ユリさんが、通いじゃなくて住み込みにするって言いだしたのだ。
「そなたには世話をする弟妹がいると言っておったではないか。」
「親戚がみてくれることになったから大丈夫なんです。だいいち、ユリがいないとエルフさんが店長さんになにをしでかすかわかりませんから。」
どうやらユリさんは、ジェシカさんを完全に危険人物だと認定したらしかった。
「私がなにをしようとそなたには関係ない。そもそも、そなたの部屋などない。」
「あの…そのことなんだけど。」
僕はふたりの顔色をうかがいながら小さく手をあげた。
「2階の倉庫を片づけたらなんとかなるかも。」
「倉庫? ユリのお風呂とトイレはあるの?」
「いいえ。改装工事をしないと…。」
僕が首をふると、思ったとおり論争がはじまった。
「それならユリはエルフさんの部屋を使います。エルフさんは倉庫ね。」
「ことわる。そなたが倉庫を使えばよかろう。」
「じゃ、ユリは店長さんの部屋のシャワーを使うね。」
ジェシカさんはまた抜剣しかねない雰囲気を漂わせていたが、何かを思いついたようだった。
「わかった。ユリ殿に私の部屋を譲りわたそう。」
「ホントに!?」
「うむ。かわりに、私は店主殿と同じ部屋で暮らすことにしよう。」
「ちょっと待って! ユリ、本気で怒るよ!?」
ふたりはつかみ合いになり、僕は慌てて間に割って入った。なんとか落ちつかせると、僕はこれからの事を考えてルールを決めることにした。

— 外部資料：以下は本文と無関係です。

mod common;

use common::SimulationBuilder;
use particle_data::{ForceLawKind, Particle};

#[test]
fn test_friction_decay_over_three_ticks() {
    let mut sim = SimulationBuilder::new()
        .with_config(|c| {
            c.physics.force_law = ForceLawKind::Inert;
            c.physics.speed = 0.0;
            c.physics.friction = 0.5;
        })
        .with_particle(Particle::new(100.0, 100.0, 0).with_velocity(1.0, 1.0))
        .with_particle(Particle::new(300.0, 250.0, 1))
        .build();

    sim.run(3).unwrap();

    let p = sim.particles()[0];
    assert!((p.vx - 0.125).abs() < 1e-12, "vx = {}", p.vx);
    assert!((p.vy - 0.125).abs() < 1e-12, "vy = {}", p.vy);
    assert_eq!((p.x, p.y), (100.0, 100.0));
}

#[test]
fn test_overshoot_teleports_to_zero() {
    let mut sim = SimulationBuilder::new()
        .with_config(|c| {
            c.physics.force_law = ForceLawKind::Inert;
            c.world.width = 200.0;
        })
        .with_particle(Particle::new(200.01, 40.0, 0))
        .build();

    sim.step().unwrap();
    let p = sim.particles()[0];
    assert!(p.x.abs() < 1e-9, "expected x near 0, got {}", p.x);
    assert_eq!(p.y, 40.0);
}

#[test]
fn test_negative_overshoot_teleports_to_far_edge() {
    let mut sim = SimulationBuilder::new()
        .with_config(|c| {
            c.physics.force_law = ForceLawKind::Inert;
            c.world.height = 300.0;
        })
        .with_particle(Particle::new(10.0, -0.5, 2))
        .build();

    sim.step().unwrap();
    assert_eq!(sim.particles()[0].y, 300.0);
}

#[test]
fn test_absolute_law_compact_support_in_tick() {
    let build = |separation: f64| {
        let mut sim = SimulationBuilder::new()
            .with_config(|c| {
                c.world.width = 1000.0;
                c.world.height = 1000.0;
                c.physics.force_law = ForceLawKind::Absolute;
                c.physics.repel_radius = 10.0;
                c.physics.friction = 1.0;
                c.physics.distance_metric = particle_data::DistanceMetric::Euclidean;
            })
            .with_particle(Particle::new(400.0, 500.0, 0))
            .with_particle(Particle::new(400.0 + separation, 500.0, 0))
            .build();
        let handle = sim.matrix_handle();
        handle
            .apply(particle_life_lib::model::EditOp::Set {
                row: 0,
                col: 0,
                value: 1.0,
            })
            .unwrap();
        handle
            .apply(particle_life_lib::model::EditOp::SetRadius {
                row: 0,
                col: 0,
                value: 0.1,
            })
            .unwrap();
        sim.step().unwrap();
        sim
    };

    let outside = build(31.0);
    assert!(outside.particles().iter().all(|p| p.vx == 0.0 && p.vy == 0.0));

    let inside = build(29.0);
    let p = inside.particles()[0];
    assert!(p.vx > 0.0, "expected pull toward neighbour, got {}", p.vx);
    assert_eq!(p.vy, 0.0);
}

#[test]
fn test_tick_counter_and_stats() {
    let mut sim = SimulationBuilder::new().build();
    let stats = sim.run(5).unwrap().unwrap();
    assert_eq!(stats.tick, 5);
    assert_eq!(sim.tick, 5);
    assert_eq!(stats.particles, sim.particles().len());
    assert_eq!(sim.metrics().tick_count(), 5);
    assert!(sim.run(0).unwrap().is_none());
}

#[test]
fn test_rebuild_replaces_arrangement() {
    let mut sim = SimulationBuilder::new()
        .with_config(|c| c.world.particle_count = 50)
        .build();
    sim.rebuild(particle_data::Arrangement::Grid).unwrap();
    assert_eq!(sim.particles().len(), 49);
    assert_eq!(sim.config().world.arrangement, particle_data::Arrangement::Grid);
    assert_eq!(sim.metrics().counter("rebuilds"), 2);
}

#[test]
fn test_point_attractor_pulls_during_tick() {
    let mut sim = SimulationBuilder::new()
        .with_config(|c| {
            c.physics.force_law = ForceLawKind::Inert;
            c.physics.speed = 1.0;
            c.physics.friction = 1.0;
            c.physics.distance_metric = particle_data::DistanceMetric::Euclidean;
        })
        .with_particle(Particle::new(100.0, 100.0, 0))
        .build();
    sim.set_attractor(Some(particle_life_lib::model::PointAttractor {
        x: 150.0,
        y: 100.0,
        strength: 5.0,
    }))
    .unwrap();

    sim.step().unwrap();
    let p = sim.particles()[0];
    assert!((p.vx - 0.1).abs() < 1e-12, "vx = {}", p.vx);
    assert!((p.x - 100.1).abs() < 1e-12);
    assert_eq!(p.vy, 0.0);

    sim.set_attractor(None).unwrap();
    sim.step().unwrap();
    assert!((sim.particles()[0].vx - 0.1).abs() < 1e-12);
}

「ユリさんはすみませんが、改装できるまでは水まわりはジェシカさんの部屋のを使ってください。」
「ユリはわかりました。」
「私も了解だ。」
「あと、お互いをきちんと名前で呼び合ってください。同僚なんですから。」
「同僚? 私が先輩だから上司であろう。」
「解雇されたくなければ従ってください。それから、僕の部屋には絶対に無断で入らないように。わかりましたか?」
ふたりははーいと手をあげて、お互いに手を差しだして握手をした。僕はホッとしたけど、ユリさんがキャッと叫び声をあげた。
「どうしたんですか!?」
「い、いま、ユリの手がビリビリってしました!」
「ジェシカさん!?」
「言いがかりはやめてもらおうか。」
またつかみ合いになり、僕は文字通り頭を抱えてしまった。
こうして、僕の花屋はいっきににぎやかに、華やかになった。すこし不安はあるけれどきっとうまくいく、その時の僕はそう思っていた。
でも、ここまでの騒ぎはほんのはじまりにすぎなかったのだ。